PROBLEM TO WORK ON - Bring together all lines of the material below that contain the string "production".

⟨

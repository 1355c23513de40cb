//! Relay configuration types.
//!
//! `RelayConfig` is built once at startup (TOML file, then environment and
//! CLI overrides in the binary) and handed to each component. Business logic
//! never reads the environment itself. All fields have defaults so an empty
//! file is a valid configuration.
//!
//! The content-store API key is not part of this struct: it is wrapped in a
//! secret type by the infrastructure layer.

use std::time::Duration;

use serde::{Deserialize, Serialize};

use crate::error::ConfigError;

/// Top-level relay configuration.
#[derive(Debug, Clone, Default, PartialEq, Serialize, Deserialize)]
pub struct RelayConfig {
    #[serde(default)]
    pub downstream: DownstreamConfig,
    #[serde(default)]
    pub dispatch: DispatchConfig,
    #[serde(default)]
    pub poll: PollConfig,
    #[serde(default)]
    pub classifier: ClassifierConfig,
    #[serde(default)]
    pub identity: IdentityConfig,
    #[serde(default)]
    pub server: ServerConfig,
}

impl RelayConfig {
    /// Check cross-field constraints that serde defaults cannot express.
    pub fn validate(&self) -> Result<(), ConfigError> {
        check_url("downstream.webhook_base_url", &self.downstream.webhook_base_url)?;
        check_url("downstream.store_base_url", &self.downstream.store_base_url)?;
        check_url("downstream.public_base_url", &self.downstream.public_base_url)?;
        check_url(
            "downstream.fallback_profile_url",
            &self.downstream.fallback_profile_url,
        )?;

        if !self.dispatch.webhook_path.starts_with('/') {
            return Err(ConfigError::invalid(
                "dispatch.webhook_path",
                "must start with '/'",
            ));
        }
        if self.downstream.request_timeout_secs == 0 {
            return Err(ConfigError::invalid(
                "downstream.request_timeout_secs",
                "must be greater than zero",
            ));
        }
        if self.poll.interval_ms == 0 {
            return Err(ConfigError::invalid(
                "poll.interval_ms",
                "must be greater than zero",
            ));
        }
        if self.poll.max_wait_ms == 0 {
            return Err(ConfigError::invalid(
                "poll.max_wait_ms",
                "must be greater than zero",
            ));
        }
        // An empty trigger would classify every description as artifact-producing.
        if self
            .classifier
            .trigger_keywords
            .iter()
            .any(|k| k.trim().is_empty())
        {
            return Err(ConfigError::invalid(
                "classifier.trigger_keywords",
                "keywords must not be empty",
            ));
        }
        Ok(())
    }
}

fn check_url(field: &str, value: &str) -> Result<(), ConfigError> {
    if value.starts_with("http://") || value.starts_with("https://") {
        Ok(())
    } else {
        Err(ConfigError::invalid(
            field,
            format!("'{value}' is not an http(s) URL"),
        ))
    }
}

/// Where the downstream collaborators live.
#[derive(Debug, Clone, PartialEq, Serialize, Deserialize)]
pub struct DownstreamConfig {
    /// Base URL of the SMS/app-builder service (`WEBTOYS_API_URL`).
    #[serde(default = "default_webhook_base_url")]
    pub webhook_base_url: String,
    /// Base URL of the PostgREST content store (`SUPABASE_URL`).
    #[serde(default = "default_store_base_url")]
    pub store_base_url: String,
    /// Table holding published artifacts.
    #[serde(default = "default_store_table")]
    pub store_table: String,
    /// Public site that serves artifacts at `/<user_slug>/<app_slug>`.
    #[serde(default = "default_public_base_url")]
    pub public_base_url: String,
    /// Profile page returned when the artifact is not ready in time.
    #[serde(default = "default_fallback_profile_url")]
    pub fallback_profile_url: String,
    /// Per-request HTTP timeout for both downstream clients.
    #[serde(default = "default_request_timeout_secs")]
    pub request_timeout_secs: u64,
}

fn default_webhook_base_url() -> String {
    "https://smsbot-production.up.railway.app".to_string()
}

fn default_store_base_url() -> String {
    "http://127.0.0.1:54321".to_string()
}

fn default_store_table() -> String {
    "wtaf_content".to_string()
}

fn default_public_base_url() -> String {
    "https://webtoys.ai".to_string()
}

fn default_fallback_profile_url() -> String {
    "https://webtoys.ai/roastedcod".to_string()
}

fn default_request_timeout_secs() -> u64 {
    30
}

impl Default for DownstreamConfig {
    fn default() -> Self {
        Self {
            webhook_base_url: default_webhook_base_url(),
            store_base_url: default_store_base_url(),
            store_table: default_store_table(),
            public_base_url: default_public_base_url(),
            fallback_profile_url: default_fallback_profile_url(),
            request_timeout_secs: default_request_timeout_secs(),
        }
    }
}

impl DownstreamConfig {
    pub fn request_timeout(&self) -> Duration {
        Duration::from_secs(self.request_timeout_secs)
    }
}

/// Fixed fields of the emulated inbound-SMS webhook payload.
#[derive(Debug, Clone, PartialEq, Serialize, Deserialize)]
pub struct DispatchConfig {
    #[serde(default = "default_webhook_path")]
    pub webhook_path: String,
    /// `To` field: the number the downstream bot listens on.
    #[serde(default = "default_recipient")]
    pub recipient: String,
    #[serde(default = "default_account_sid")]
    pub account_sid: String,
    /// `MessageSid` is `<prefix>_<UTC timestamp>`.
    #[serde(default = "default_message_sid_prefix")]
    pub message_sid_prefix: String,
    #[serde(default = "default_num_media")]
    pub num_media: String,
    /// Treat non-404 error statuses as dispatch failures instead of acks.
    #[serde(default)]
    pub strict_status: bool,
}

fn default_webhook_path() -> String {
    "/dev/webhook".to_string()
}

fn default_recipient() -> String {
    "+16502797459".to_string()
}

fn default_account_sid() -> String {
    "AC_POKE".to_string()
}

fn default_message_sid_prefix() -> String {
    "SM_POKE".to_string()
}

fn default_num_media() -> String {
    "0".to_string()
}

impl Default for DispatchConfig {
    fn default() -> Self {
        Self {
            webhook_path: default_webhook_path(),
            recipient: default_recipient(),
            account_sid: default_account_sid(),
            message_sid_prefix: default_message_sid_prefix(),
            num_media: default_num_media(),
            strict_status: false,
        }
    }
}

/// Poll window timings, in milliseconds.
#[derive(Debug, Clone, PartialEq, Eq, Serialize, Deserialize)]
pub struct PollConfig {
    #[serde(default = "default_initial_delay_ms")]
    pub initial_delay_ms: u64,
    #[serde(default = "default_interval_ms")]
    pub interval_ms: u64,
    #[serde(default = "default_max_wait_ms")]
    pub max_wait_ms: u64,
}

fn default_initial_delay_ms() -> u64 {
    3_000
}

fn default_interval_ms() -> u64 {
    2_000
}

fn default_max_wait_ms() -> u64 {
    45_000
}

impl Default for PollConfig {
    fn default() -> Self {
        Self {
            initial_delay_ms: default_initial_delay_ms(),
            interval_ms: default_interval_ms(),
            max_wait_ms: default_max_wait_ms(),
        }
    }
}

impl PollConfig {
    pub fn initial_delay(&self) -> Duration {
        Duration::from_millis(self.initial_delay_ms)
    }

    pub fn interval(&self) -> Duration {
        Duration::from_millis(self.interval_ms)
    }

    pub fn max_wait(&self) -> Duration {
        Duration::from_millis(self.max_wait_ms)
    }
}

/// Trigger substrings for the "is this artifact-producing" heuristic.
#[derive(Debug, Clone, PartialEq, Eq, Serialize, Deserialize)]
pub struct ClassifierConfig {
    #[serde(default = "default_trigger_keywords")]
    pub trigger_keywords: Vec<String>,
}

fn default_trigger_keywords() -> Vec<String> {
    ["app", "game", "build", "create", "meme", "wtaf"]
        .into_iter()
        .map(String::from)
        .collect()
}

impl Default for ClassifierConfig {
    fn default() -> Self {
        Self {
            trigger_keywords: default_trigger_keywords(),
        }
    }
}

/// Digest used to derive synthetic identifiers.
///
/// Changing this changes every non-anonymous identifier, so existing
/// downstream profiles stop matching.
#[derive(Debug, Clone, Copy, PartialEq, Eq, Default, Serialize, Deserialize)]
#[serde(rename_all = "lowercase")]
pub enum DigestKind {
    #[default]
    Md5,
    Sha256,
}

impl std::fmt::Display for DigestKind {
    fn fmt(&self, f: &mut std::fmt::Formatter<'_>) -> std::fmt::Result {
        match self {
            DigestKind::Md5 => write!(f, "md5"),
            DigestKind::Sha256 => write!(f, "sha256"),
        }
    }
}

impl std::str::FromStr for DigestKind {
    type Err = String;

    fn from_str(s: &str) -> Result<Self, Self::Err> {
        match s.to_lowercase().as_str() {
            "md5" => Ok(DigestKind::Md5),
            "sha256" => Ok(DigestKind::Sha256),
            other => Err(format!(
                "invalid digest '{other}'. Valid values: md5, sha256"
            )),
        }
    }
}

#[derive(Debug, Clone, Default, PartialEq, Eq, Serialize, Deserialize)]
pub struct IdentityConfig {
    #[serde(default)]
    pub digest: DigestKind,
}

/// Inbound tool server settings.
#[derive(Debug, Clone, PartialEq, Eq, Serialize, Deserialize)]
pub struct ServerConfig {
    #[serde(default = "default_host")]
    pub host: String,
    #[serde(default = "default_port")]
    pub port: u16,
    /// Upper bound on concurrent dispatch/poll pairs; 0 disables the bound.
    #[serde(default = "default_max_concurrent_builds")]
    pub max_concurrent_builds: usize,
}

fn default_host() -> String {
    "0.0.0.0".to_string()
}

fn default_port() -> u16 {
    8000
}

fn default_max_concurrent_builds() -> usize {
    32
}

impl Default for ServerConfig {
    fn default() -> Self {
        Self {
            host: default_host(),
            port: default_port(),
            max_concurrent_builds: default_max_concurrent_builds(),
        }
    }
}

#[cfg(test)]
mod tests {
    use super::*;

    #[test]
    fn test_relay_config_default_values() {
        let config = RelayConfig::default();
        assert_eq!(
            config.downstream.webhook_base_url,
            "https://smsbot-production.up.railway.app"
        );
        assert_eq!(config.dispatch.recipient, "+16502797459");
        assert_eq!(config.poll.initial_delay(), Duration::from_secs(3));
        assert_eq!(config.poll.interval(), Duration::from_secs(2));
        assert_eq!(config.poll.max_wait(), Duration::from_secs(45));
        assert_eq!(config.identity.digest, DigestKind::Md5);
        assert_eq!(config.server.port, 8000);
        assert!(config.classifier.trigger_keywords.contains(&"meme".to_string()));
        assert!(config.validate().is_ok());
    }

    #[test]
    fn test_relay_config_deserialize_empty() {
        let config: RelayConfig = toml::from_str("").unwrap();
        assert_eq!(config, RelayConfig::default());
    }

    #[test]
    fn test_relay_config_deserialize_with_values() {
        let toml_str = r#"
[downstream]
webhook_base_url = "http://localhost:3030"
store_base_url = "https://abc.supabase.co"

[dispatch]
strict_status = true

[poll]
max_wait_ms = 10000

[classifier]
trigger_keywords = ["toy"]

[identity]
digest = "sha256"

[server]
port = 9000
max_concurrent_builds = 0
"#;
        let config: RelayConfig = toml::from_str(toml_str).unwrap();
        assert_eq!(config.downstream.webhook_base_url, "http://localhost:3030");
        assert_eq!(config.downstream.store_table, "wtaf_content");
        assert!(config.dispatch.strict_status);
        assert_eq!(config.poll.max_wait_ms, 10_000);
        assert_eq!(config.poll.interval_ms, 2_000);
        assert_eq!(config.classifier.trigger_keywords, vec!["toy".to_string()]);
        assert_eq!(config.identity.digest, DigestKind::Sha256);
        assert_eq!(config.server.port, 9000);
        assert_eq!(config.server.max_concurrent_builds, 0);
        assert!(config.validate().is_ok());
    }

    #[test]
    fn test_validate_rejects_zero_interval() {
        let mut config = RelayConfig::default();
        config.poll.interval_ms = 0;
        let err = config.validate().unwrap_err();
        assert!(err.to_string().contains("poll.interval_ms"));
    }

    #[test]
    fn test_validate_rejects_zero_request_timeout() {
        let mut config = RelayConfig::default();
        config.downstream.request_timeout_secs = 0;
        let err = config.validate().unwrap_err();
        assert!(err.to_string().contains("downstream.request_timeout_secs"));
    }

    #[test]
    fn test_validate_rejects_non_http_url() {
        let mut config = RelayConfig::default();
        config.downstream.store_base_url = "localhost:54321".to_string();
        assert!(config.validate().is_err());
    }

    #[test]
    fn test_validate_rejects_blank_keyword() {
        let mut config = RelayConfig::default();
        config.classifier.trigger_keywords.push("  ".to_string());
        assert!(config.validate().is_err());
    }

    #[test]
    fn test_digest_kind_from_str() {
        assert_eq!("MD5".parse::<DigestKind>().unwrap(), DigestKind::Md5);
        assert_eq!("sha256".parse::<DigestKind>().unwrap(), DigestKind::Sha256);
        assert!("crc32".parse::<DigestKind>().is_err());
    }
}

⟩

ANSWER BOX -
    "https://smsbot-production.up.railway.app".to_string()
            "https://smsbot-production.up.railway.app"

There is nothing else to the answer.